To show the effectiveness of Performance-IP’s Memory Tracker TechnologyTM a typical SoC Design will be assembled. Then three different approaches will be implemented to improve system performance. The first approach will be to increase the CPU cache size to improve performance. The second approach will be to implement a traditional prefetch engine to reduce memory latency and improve performance. And the final approach will be the use of Performance-IP's Memory Request OptimizerTM. For each of the approaches CPU IPC will be evaluated along with DDR memory power and bandwidth. To maintain consistency between all three design approaches, solutions that have similar silicon area were used to perform the analysis.

Typical SoC Design

A typical SoC design consists of a CPU, memory clients, interconnect, and a memory sub-system. For our design challenge the SoC implementation used is shown in Figure 1.

Design Approach 1 - Increase Cache Size

This approach involved increasing the CPU cache sizes from 4KB to 8KB. To maintain consistent silicon area with all our design solutions, the D-cache and I-cache sizes were increased independently. First, the D-cache size was increased from 4KB to 8KB, while maintaining the standard 4KB I-cache. Application performance and DDR power estimates were computed. Then the I-cache size was increased to 8KB, while maintaining the standard 4KB D-cache. Application performance and DDR power estimates were again computed. The increased cache size design approach is shown in Figure 2.

Design Approach 2 - Typical Prefetch Engine

The Prefetch Engine (PFE) approach required the implementation of a linear prefetch look ahead. Its basic operation consisted of monitoring when any of the SoC clients fetched data from memory, then fetching the next sequential (in terms of memory address) cache line and storing it in a 'response buffer' within the PFE.  This design approach is shown in Figure 3 below.

To improve efficiency and performance of the PFE, multiple separate response buffers were implemented to hold the prefetched cache lines. A maximum of 16 response buffers could be implemented without exceeding our design area constraints. Each response buffer contained the address for the cache line of data it contained, along with the entire cache line of data. This allowed the response buffers to operate very similar to a fully associative cache.

Design Approach 3 - Performance-IPs Memory Request OptimizerTM

The Memory Request OptimizerTM (MRO) design solution is the next-generation of memory prefetch and is based on Performance-IPs Memory Tracker TechnologyTM. This product shows how the addition of the Memory Tracker TechnologyTM can dramatically improve the efficiency of a memory prefetch engine.

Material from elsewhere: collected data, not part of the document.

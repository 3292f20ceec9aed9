//! Synchronizing container: one logical value mirrored across child widgets.
//!
//! Children are owned by the bus and interacted with through
//! [`ValueBus::dispatch`], which drains the child's notifications before it
//! returns. A change from one child is copied into every other child, never
//! back into the originator, and yields exactly one bus notification.

use bevy::log::trace;

use super::pointer::PointerHost;
use super::widget::{NumericWidget, WidgetEvent};

/// Anything a [`ValueBus`] can mirror its value into.
pub trait BusMember {
    fn value(&self) -> f64;

    /// External assignment. Returns `true` if the value changed.
    fn set_value(&mut self, value: f64) -> bool;

    fn set_disabled(&mut self, disabled: bool, host: &mut dyn PointerHost);

    /// Drains pending notifications.
    fn take_events(&mut self) -> Vec<WidgetEvent>;
}

impl BusMember for NumericWidget {
    fn value(&self) -> f64 {
        NumericWidget::value(self)
    }

    fn set_value(&mut self, value: f64) -> bool {
        NumericWidget::set_value(self, value)
    }

    fn set_disabled(&mut self, disabled: bool, host: &mut dyn PointerHost) {
        NumericWidget::set_disabled(self, disabled, host);
    }

    fn take_events(&mut self) -> Vec<WidgetEvent> {
        NumericWidget::take_events(self)
    }
}

/// Handle to a child attached to a bus.
#[derive(Clone, Copy, Debug, PartialEq, Eq, Hash)]
pub struct ChildId(u32);

/// Notifications produced by a bus.
#[derive(Clone, Debug, PartialEq)]
pub enum BusEvent {
    /// The bus value changed, from a child or from outside.
    ValueChanged { value: f64 },
    /// A child entered or left edit mode.
    ChildEditingChanged {
        child: ChildId,
        editing: bool,
        restore_focus: bool,
    },
}

/// Mirrors one value across any number of children.
#[derive(Debug)]
pub struct ValueBus<M> {
    value: f64,
    disabled: bool,
    children: Vec<(ChildId, M)>,
    next_child: u32,
    events: Vec<BusEvent>,
}

impl<M: BusMember> Default for ValueBus<M> {
    fn default() -> Self {
        Self::new(0.0)
    }
}

impl<M: BusMember> ValueBus<M> {
    pub fn new(value: f64) -> Self {
        Self {
            value,
            disabled: false,
            children: Vec::new(),
            next_child: 0,
            events: Vec::new(),
        }
    }

    pub fn value(&self) -> f64 {
        self.value
    }

    pub fn is_disabled(&self) -> bool {
        self.disabled
    }

    pub fn len(&self) -> usize {
        self.children.len()
    }

    pub fn is_empty(&self) -> bool {
        self.children.is_empty()
    }

    pub fn child(&self, id: ChildId) -> Option<&M> {
        self.children
            .iter()
            .find(|(child, _)| *child == id)
            .map(|(_, member)| member)
    }

    pub fn children(&self) -> impl Iterator<Item = (ChildId, &M)> {
        self.children.iter().map(|(id, member)| (*id, member))
    }

    /// Attaches a child, pushing the current value and disabled state into it.
    pub fn attach(&mut self, mut child: M, host: &mut dyn PointerHost) -> ChildId {
        child.set_value(self.value);
        child.set_disabled(self.disabled, host);
        // Initial mirroring is not a change the child originated.
        child.take_events();

        let id = ChildId(self.next_child);
        self.next_child += 1;
        self.children.push((id, child));
        trace!("bus attached child {:?} at {}", id, self.value);
        id
    }

    /// Detaches a child. Nothing it does afterwards reaches the bus.
    pub fn detach(&mut self, id: ChildId) -> Option<M> {
        let index = self.index_of(id)?;
        let (_, child) = self.children.remove(index);
        trace!("bus detached child {:?}", id);
        Some(child)
    }

    /// Runs an interaction on one child, then reconciles whatever it changed.
    ///
    /// Returns `None` if `id` is not attached.
    pub fn dispatch<R>(&mut self, id: ChildId, interact: impl FnOnce(&mut M) -> R) -> Option<R> {
        let index = self.index_of(id)?;
        let result = interact(&mut self.children[index].1);
        let events = self.children[index].1.take_events();
        for event in events {
            self.route(id, event);
        }
        Some(result)
    }

    /// Assigns the bus value from outside and mirrors it into every child.
    ///
    /// Returns `true` and emits a notification if the value changed.
    pub fn set_value(&mut self, value: f64) -> bool {
        if value == self.value {
            return false;
        }
        self.value = value;
        self.mirror(None);
        self.events.push(BusEvent::ValueChanged { value });
        true
    }

    /// Forwards the disabled state to every child.
    pub fn set_disabled(&mut self, disabled: bool, host: &mut dyn PointerHost) {
        self.disabled = disabled;
        let ids: Vec<ChildId> = self.children.iter().map(|(id, _)| *id).collect();
        for id in ids {
            self.dispatch(id, |child| child.set_disabled(disabled, &mut *host));
        }
    }

    /// Drains pending notifications.
    pub fn take_events(&mut self) -> Vec<BusEvent> {
        std::mem::take(&mut self.events)
    }

    fn index_of(&self, id: ChildId) -> Option<usize> {
        self.children.iter().position(|(child, _)| *child == id)
    }

    fn route(&mut self, origin: ChildId, event: WidgetEvent) {
        match event {
            WidgetEvent::ValueChanged { value } => self.adopt(origin, value),
            WidgetEvent::EditingChanged {
                editing,
                restore_focus,
            } => self.events.push(BusEvent::ChildEditingChanged {
                child: origin,
                editing,
                restore_focus,
            }),
        }
    }

    fn adopt(&mut self, origin: ChildId, value: f64) {
        if value == self.value {
            return;
        }
        self.value = value;
        self.mirror(Some(origin));
        self.events.push(BusEvent::ValueChanged { value });
    }

    fn mirror(&mut self, skip: Option<ChildId>) {
        let value = self.value;
        for (id, child) in &mut self.children {
            if Some(*id) == skip {
                continue;
            }
            child.set_value(value);
            // Echoes of the mirror write, not new changes.
            child.take_events();
        }
    }
}
//! Click-to-edit text entry.

use super::transform::{is_decimal_char, parse_decimal};

/// How an edit session ended.
#[derive(Clone, Copy, Debug, PartialEq, Eq)]
pub enum EditExit {
    /// `Enter` or `Escape`: focus goes back to the display element.
    Keyboard,
    /// Focus moved elsewhere; it is not redirected.
    Blur,
}

impl EditExit {
    /// Whether presentation should return focus to the display element.
    pub fn restores_focus(self) -> bool {
        matches!(self, EditExit::Keyboard)
    }
}

/// The text buffer of a widget in edit mode.
#[derive(Clone, Debug, Default, PartialEq, Eq)]
pub struct EditSession {
    text: String,
    all_selected: bool,
}

impl EditSession {
    /// Starts editing with `text` fully selected.
    pub fn new(text: impl Into<String>) -> Self {
        Self {
            text: text.into(),
            all_selected: true,
        }
    }

    pub fn text(&self) -> &str {
        &self.text
    }

    /// Whether the whole buffer is selected, so typing replaces it.
    pub fn is_all_selected(&self) -> bool {
        self.all_selected
    }

    /// Replaces the buffer wholesale, as a native text field reports it.
    pub fn set_text(&mut self, text: impl Into<String>) {
        self.text = text.into();
        self.all_selected = false;
    }

    /// Types characters. Anything that cannot appear in a number is dropped.
    ///
    /// Returns `true` if the buffer changed.
    pub fn insert(&mut self, typed: &str) -> bool {
        let accepted: String = typed.chars().filter(|ch| is_decimal_char(*ch)).collect();
        if accepted.is_empty() {
            return false;
        }
        if self.all_selected {
            self.text.clear();
            self.all_selected = false;
        }
        self.text.push_str(&accepted);
        true
    }

    /// Deletes the selection, or the last character when nothing is selected.
    pub fn backspace(&mut self) {
        if self.all_selected {
            self.text.clear();
            self.all_selected = false;
        } else {
            self.text.pop();
        }
    }

    /// The number typed so far, if the buffer holds a well-formed decimal.
    pub fn parsed(&self) -> Option<f64> {
        parse_decimal(&self.text)
    }
}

This added efficiency allows the MRO to handle multiple read request streams concurrently, analyzing each client’s request to determine which memory requests will yield optimal results. Since the MRO can be dynamically programmed, a system can be tuned for the required performance needed by the target application. The SoC architecture containing the MRO is shown in Figure 4 below.

The MRO provides four modes of optimization; none, low, moderate, and aggressive. Each mode provides a higher level of performance than the previous mode. The low and moderate modes are designed to produce the best performance/watt solution, while the aggressive mode is meant to be used for achieving the highest possible performance.

SoC Application

To demonstrate how each of the design solutions above improves overall processor performance, a baseline system-level Verilog simulation was run using a DDR model with 25-cycles of memory latency. The Verilog simulation was performing a full MP3 audio decode. Two parameters were then obtained from this simulation.

First, the baseline CPU Instructions Executed Per Cycle (IPC) was calculated. A system with lower memory latency will achieve higher processor IPC, since the processor pipeline won't stall as often while waiting for a data or instruction fetch. This parameter allowed us to measure the performance improvement.

The other parameter recorded was the total number of reads that reached the external memory. Since our design goal is to produce the best performance/watt solution, fewer external reads translates to less system power. This is because every read that reaches external memory consumes approximately 10x more energy than if that same read had occurred on-chip. To monitor this parameter, the number of reads to external memory that each design solution generated to decode the MP3 stream was tabulated. The goal of each design solution would be to generate the highest IPC improvement, but not at the expense of generating additional reads to external memory.


The simulation results for each of the design approaches are reviewed below.


Increasing Cache Size - Results

Doubling either the I-cache or D-cache size resulted in the fewest reads to external memory; however they produced the smallest IPC improvements. This is shown in the table below.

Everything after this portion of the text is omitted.